Alan Sugar has described female MPs who criticised Boris Johnson for his comments about murdered MP Jo Cox as ‘ranting women’ and has said it is they who should apologise to the prime minister.
Johnson has refused to apologise for saying that the best way to honour the Remain-supporting MP was to “get Brexit done”, and has rejected calls to temper his language.
He has received criticism from Labour MPs including Paula Sherriff, Jess Phillips and Tracy Brabin.
Sherriff remonstrated with Johnson in the Commons chamber, saying he should be “ashamed” of his “offensive, dangerous language”.
She added: “We stand here, Mr Speaker, under the shield of our departed friend, with many of us in this place subject to death threats and abuse every single day”.
After she told Johnson that people often quote him when they harass MPs with phrases like “Surrender Act” “betrayal” and “traitor”, the prime minister said: “I never heard such humbug in all my life.”
Lord Sugar wrote on Twitter: “I am not getting the reason for demanding Boris to apologise. It was the ranting women who first brought Joe Cox [sic] name up in the chamber.

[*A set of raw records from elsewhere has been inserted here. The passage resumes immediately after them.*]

#[test]
fn bounce_whose_target_dies_in_flight_moves_on_at_full_damage() {
    let mut world = SandboxWorld::new(3);
    let first = world.spawn(unit(2, 250, 100, 100));
    let second = world.spawn(unit(2, 280, 100, 100));
    let mutalisk = shooter_at(&mut world, 1, 100, 100, first);

    let mut sim = Simulation::new(world, SandboxAi::default());
    sim.fire(mutalisk, WeaponId::GLAVE_WURM).unwrap();
    sim.step();
    sim.world_mut().set_hitpoints(first, 0);
    let reports = run_until_empty(&mut sim, 200);

    let hits: Vec<(UnitId, i32)> = reports
        .iter()
        .flat_map(|report| report.hits.iter())
        .map(|hit| (hit.target, hit.hp_loss))
        .collect();
    assert_eq!(hits, vec![(second, 9 * FIXED_ONE)]);
    assert_eq!(sim.bullets().bullet_count(), 0);
}

#[test]
fn hits_on_one_unit_coalesce() {
    let mut world = SandboxWorld::new(4);
    let target = world.spawn(unit(2, 160, 100, 100));
    let shooters: Vec<UnitId> = (0..3)
        .map(|i| shooter_at(&mut world, 1, 100, 80 + i * 20, target))
        .collect();

    let mut sim = Simulation::new(world, SandboxAi::default());
    for &shooter in &shooters {
        sim.fire(shooter, WeaponId::GAUSS_RIFLE).unwrap();
    }
    let report = sim.step();

    assert_eq!(report.hits.len(), 3);
    let total: i32 = report.hits.iter().map(|hit| hit.hp_loss).sum();
    assert_eq!(total, 18 * FIXED_ONE);
    assert_eq!(sim.world().unit(target).unwrap().hitpoints, 82 * FIXED_ONE);
    let attackers: Vec<UnitId> = report.unit_was_hit.iter().map(|&(_, attacker)| attacker).collect();
    assert_eq!(attackers, shooters);
}

#[test]
fn overkill_reports_one_death() {
    let mut world = SandboxWorld::new(5);
    let target = world.spawn(unit(2, 160, 100, 8));
    let first = shooter_at(&mut world, 1, 100, 100, target);
    let second = shooter_at(&mut world, 1, 100, 120, target);

    let mut sim = Simulation::new(world, SandboxAi::default());
    sim.fire(first, WeaponId::GAUSS_RIFLE);
    sim.fire(second, WeaponId::GAUSS_RIFLE);
    let report = sim.step();

    assert_eq!(report.killed, vec![target]);
    assert_eq!(sim.world().kills, vec![(target, Some(1))]);
    assert_eq!(sim.world().unit(target).unwrap().hitpoints, 0);
    let total: i32 = report.hits.iter().map(|hit| hit.hp_loss).sum();
    assert_eq!(total, 8 * FIXED_ONE);
}

#[test]
fn outside_damage_resolves_before_bullets_and_hallucinations_last() {
    let mut world = SandboxWorld::new(6);
    let target = world.spawn(unit(2, 160, 100, 100));
    let zealot = world.spawn(unit(1, 150, 100, 100));
    let illusion = world.spawn(unit(1, 140, 100, 100));
    let marine = shooter_at(&mut world, 1, 100, 100, target);

    let mut sim = Simulation::new(world, SandboxAi::default());
    sim.fire(marine, WeaponId::GAUSS_RIFLE);
    let report = sim.step_with(
        vec![WeaponDamage {
            target,
            attacker: Some(zealot),
            damage: 8 * FIXED_ONE,
            weapon: WeaponId::PSI_ASSAULT,
            player: 1,
            direction: 64,
        }],
        vec![HallucinationHit {
            target,
            attacker: illusion,
            direction: 64,
        }],
    );

    let weapons: Vec<WeaponId> = report.hits.iter().map(|hit| hit.weapon).collect();
    assert_eq!(weapons, vec![WeaponId::PSI_ASSAULT, WeaponId::GAUSS_RIFLE]);
    assert_eq!(
        report.unit_was_hit,
        vec![(target, zealot), (target, marine), (target, illusion)]
    );
    assert_eq!(sim.world().hallucination_hits, vec![(target, illusion)]);
    assert_eq!(sim.world().unit(target).unwrap().hitpoints, 86 * FIXED_ONE);
}

#[test]
fn allies_are_called_to_help() {
    let mut world = SandboxWorld::new(7);
    let target = world.spawn(unit(2, 160, 100, 100));
    let friend = world.spawn(unit(2, 190, 100, 100));
    let marine = shooter_at(&mut world, 1, 100, 100, target);

    let mut sim = Simulation::new(world, SandboxAi::default());
    sim.fire(marine, WeaponId::GAUSS_RIFLE);
    let report = sim.step();

    assert_eq!(report.ai_hits.len(), 2);
    assert_eq!(report.ai_hits[0].unit, target);
    assert!(report.ai_hits[0].main_target_reactions);
    assert_eq!(report.ai_hits[1].unit, friend);
    assert!(!report.ai_hits[1].main_target_reactions);
    assert_eq!(sim.ai().hits, report.ai_hits);
}

#[test]
fn hallucinated_shooters_deal_no_damage() {
    let mut world = SandboxWorld::new(8);
    let target = world.spawn(unit(2, 160, 100, 40));
    let mut fake = unit(1, 100, 100, 40);
    fake.target = Some(target);
    fake.is_hallucination = true;
    let fake = world.spawn(fake);

    let mut sim = Simulation::new(world, SandboxAi::default());
    sim.fire(fake, WeaponId::GAUSS_RIFLE);
    let report = sim.step();

    assert!(report.hits.is_empty());
    assert_eq!(sim.world().hallucination_hits, vec![(target, fake)]);
    assert_eq!(report.unit_was_hit, vec![(target, fake)]);
    assert_eq!(sim.world().unit(target).unwrap().hitpoints, 40 * FIXED_ONE);
}

#[test]
fn overlapping_storms_hit_once_per_frame() {
    let mut world = SandboxWorld::new(9);
    let victim = world.spawn(unit(2, 300, 300, 100));
    let mut templars = Vec::new();
    for x in [100, 120] {
        let mut info = unit(1, x, 100, 40);
        info.order_target_pos = Point::new(300, 300);
        templars.push(world.spawn(info));
    }

    let mut sim = Simulation::new(world, SandboxAi::default());
    for &templar in &templars {
        sim.fire(templar, WeaponId::PSI_STORM).unwrap();
    }
    sim.step();
    assert_eq!(sim.bullets().state_vector(BulletState::GroundDamage).len(), 2);
    let report = sim.step();
    assert_eq!(report.hits.len(), 1);
    assert_eq!(sim.world().unit(victim).unwrap().hitpoints, 86 * FIXED_ONE);

    let reports = run_until_empty(&mut sim, 200);
    assert!(reports.iter().any(|report| report.killed == vec![victim]));
    assert!(sim.world().unit(victim).unwrap().is_dead());
}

“The woman in particiluar ranted like an insane person. If anyone should apologise it should be her. She was addressing the PM of the UK.”
Cox was killed by a man with far-right sympathies just days before the 2016 EU referendum.
Later, a man was arrested for trying to smash the windows and kick in the door of MP Jess Phillips’ Birmingham Yardley constituency office.
While she said she would not “leap to blame” Johnson for that incident – which saw staff lock themselves in for their own safety – she accused him of pursuing a “specific strategy” to provoke hatred.
“What he is doing is not human. It is manipulative, it is purposeful, it is his strategy. He wants people like me to be under threat,” she said.
Labour’s Tracy Brabin, who succeeded Mrs Cox as MP for Batley and Spen, said Mr Johnson needed to remember “his words have consequences”.
“He just proved that he has no emotional intelligence, because then to say that the best thing we can do to remember Jo is ‘to get Brexit done’ when Jo was a passionate Remainer – only the day before her tragic murder she was on the Thames with her family campaigning to stay in the EU – it just seemed extraordinary,” Brabin told BBC Radio 5 Live.